SciPy

tethne.model.managers.dtm module

Classes and methods related to the DTMModelManager.

class tethne.model.managers.dtm.DTMModelManager(D, feature='unigrams', outpath='/tmp', temppath=None, dtm_path='./bin/main')[source]

Bases: tethne.model.managers.ModelManager

Generates a DTMModel from a Corpus using Gerrish’s C++ implementation.

You should be sure to slice your Corpus by ‘date’ using the ‘time_period’ method (for details, see Corpus.slice()).

plot_topic_evolution Plot the probability of the top Nwords words in topic k over time.
topic_over_time Representation of topic k over ‘date’ slice axis.
Parameters:

D : Corpus

outpath : str

Path to output directory.

dtm_path : str

Path to MALLET install directory (contains bin/mallet).

Examples

Starting with some JSTOR DfR data (with wordcounts), a typical workflow might look something like this:

>>> from nltk.corpus import stopwords                 #  1. Get stoplist.
>>> stoplist = stopwords.words()

>>> from tethne.readers import dfr                    #  2. Build Corpus.
>>> C = dfr.corpus_from_dir('/path/to/DfR/datasets', 'uni', stoplist)

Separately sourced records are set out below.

//! Per-scope storage of scalar child element text.
//!
//! A [`FieldAccumulator`] belongs to one handler. It knows which child element
//! names it accepts, keeps the last text seen for each of them while the
//! handler's element is open, and converts that text on read. Writes never
//! fail and never parse.
//!
//! Reads are lenient: an absent or unparsable value yields the type's zero
//! default (`0`, `Decimal::ZERO`, `""`, `false`) through the plain getters, or
//! `None` through the `*_opt` getters. Unparsable input is logged at `warn`
//! so upstream corruption stays visible without failing the message.

use rust_decimal::Decimal;
use std::collections::{HashMap, HashSet};
use std::fmt;
use std::str::FromStr;

/// Raw text of the scalar children seen in the current scope.
#[derive(Debug, Clone, Default, PartialEq, Eq)]
pub struct FieldAccumulator {
    declared: HashSet<&'static str>,
    values: HashMap<&'static str, String>,
}

impl FieldAccumulator {
    pub fn new() -> Self {
        Self::default()
    }

    /// Create an accumulator accepting the given child element names.
    pub fn with_fields(names: &[&'static str]) -> Self {
        let mut fields = Self::new();
        for name in names {
            fields.declare(name);
        }
        fields
    }

    /// Accept text for `name` from now on.
    pub fn declare(&mut self, name: &'static str) -> &mut Self {
        self.declared.insert(name);
        self
    }

    pub fn is_declared(&self, name: &str) -> bool {
        self.declared.contains(name)
    }

    /// Record the text of a closed child element, replacing any earlier value.
    ///
    /// Returns `false` (and stores nothing) if `name` was never declared.
    pub fn store(&mut self, name: &str, value: impl Into<String>) -> bool {
        match self.declared.get(name) {
            Some(key) => {
                self.values.insert(*key, value.into());
                true
            }
            None => false,
        }
    }

    /// The raw text stored for `name`, untouched.
    pub fn raw(&self, name: &str) -> Option<&str> {
        self.values.get(name).map(String::as_str)
    }

    pub fn contains(&self, name: &str) -> bool {
        self.values.contains_key(name)
    }

    /// True when no value has been stored since the last reset.
    pub fn is_empty(&self) -> bool {
        self.values.is_empty()
    }

    /// Iterate the stored `(name, raw text)` pairs in no particular order.
    pub fn iter(&self) -> impl Iterator<Item = (&'static str, &str)> + '_ {
        self.values.iter().map(|(k, v)| (*k, v.as_str()))
    }

    /// Forget every stored value. Declarations are kept.
    pub fn reset(&mut self) {
        self.values.clear();
    }

    // ========================================================================
    // Typed reads
    // ========================================================================

    /// String value, or `""` when absent.
    pub fn string(&self, name: &str) -> String {
        self.raw(name).map(|s| s.trim().to_string()).unwrap_or_default()
    }

    /// String value, or `None` when absent or empty.
    pub fn string_opt(&self, name: &str) -> Option<String> {
        self.raw(name)
            .map(str::trim)
            .filter(|s| !s.is_empty())
            .map(str::to_string)
    }

    /// Integer value, or `0` when absent or unparsable.
    pub fn i64(&self, name: &str) -> i64 {
        self.i64_opt(name).unwrap_or_default()
    }

    pub fn i64_opt(&self, name: &str) -> Option<i64> {
        self.parse(name, "integer")
    }

    /// Decimal value, or `Decimal::ZERO` when absent or unparsable.
    pub fn decimal(&self, name: &str) -> Decimal {
        self.decimal_opt(name).unwrap_or_default()
    }

    /// Decimal value, or `None` when absent, empty or unparsable.
    pub fn decimal_opt(&self, name: &str) -> Option<Decimal> {
        self.parse(name, "decimal")
    }

    /// Boolean value (`true`/`false`), or `false` when absent or unparsable.
    pub fn bool(&self, name: &str) -> bool {
        self.parse(name, "boolean").unwrap_or_default()
    }

    fn parse<T>(&self, name: &str, kind: &str) -> Option<T>
    where
        T: FromStr,
        T::Err: fmt::Display,
    {
        let value = self.raw(name)?.trim();
        if value.is_empty() {
            return None;
        }
        match value.parse::<T>() {
            Ok(parsed) => Some(parsed),
            Err(e) => {
                tracing::warn!(field = name, value, "unparsable {kind} ({e}), using default");
                None
            }
        }
    }
}

// ============================================================================
// Tests
// ============================================================================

>>> def filt(s, C, DC):                           # 3. Filter wordcounts.
...     if C > 3 and DC > 1 and len(s) > 3:
...         return True
...     return False
>>> C.filter_features('wordcounts', 'wc_filtered', filt)

>>> C.slice('date', 'time_period', window_size=5)     #  4. Slice Corpus.

>>> from tethne.model import DTMModelManager          #   5. Get Manager.
>>> outpath = '/path/to/my/working/directory'
>>> dtm = '/path/to/dtm/bin/main'
>>> M = DTMModelManager(C, 'wc_filtered', outpath, dtm_path=dtm)

>>> M.prep()                                          #    6. Prep model.

>>> model = M.build(Z=50)                             #   7. Build model.
>>> model                                             # (may take awhile)
<tethne.model.corpus.dtmmodel.DTMModel at 0x10bfac710>

A plot showing the log-likelihood/topic over modeling iterations should be generated in your outpath. For example:

_images/dtmmodel_LL.png

Behind the scenes, the prep() procedure generates data files at temppath describing your Corpus:

  • tethne-vocab.dat contains all of the words in the corpus, one per line.

  • tethne-mult.dat contains wordcounts for each document; words are represented by integer indices corresponding to line numbers in tethne-vocab.dat. Documents are ordered by publication date (earliest to latest).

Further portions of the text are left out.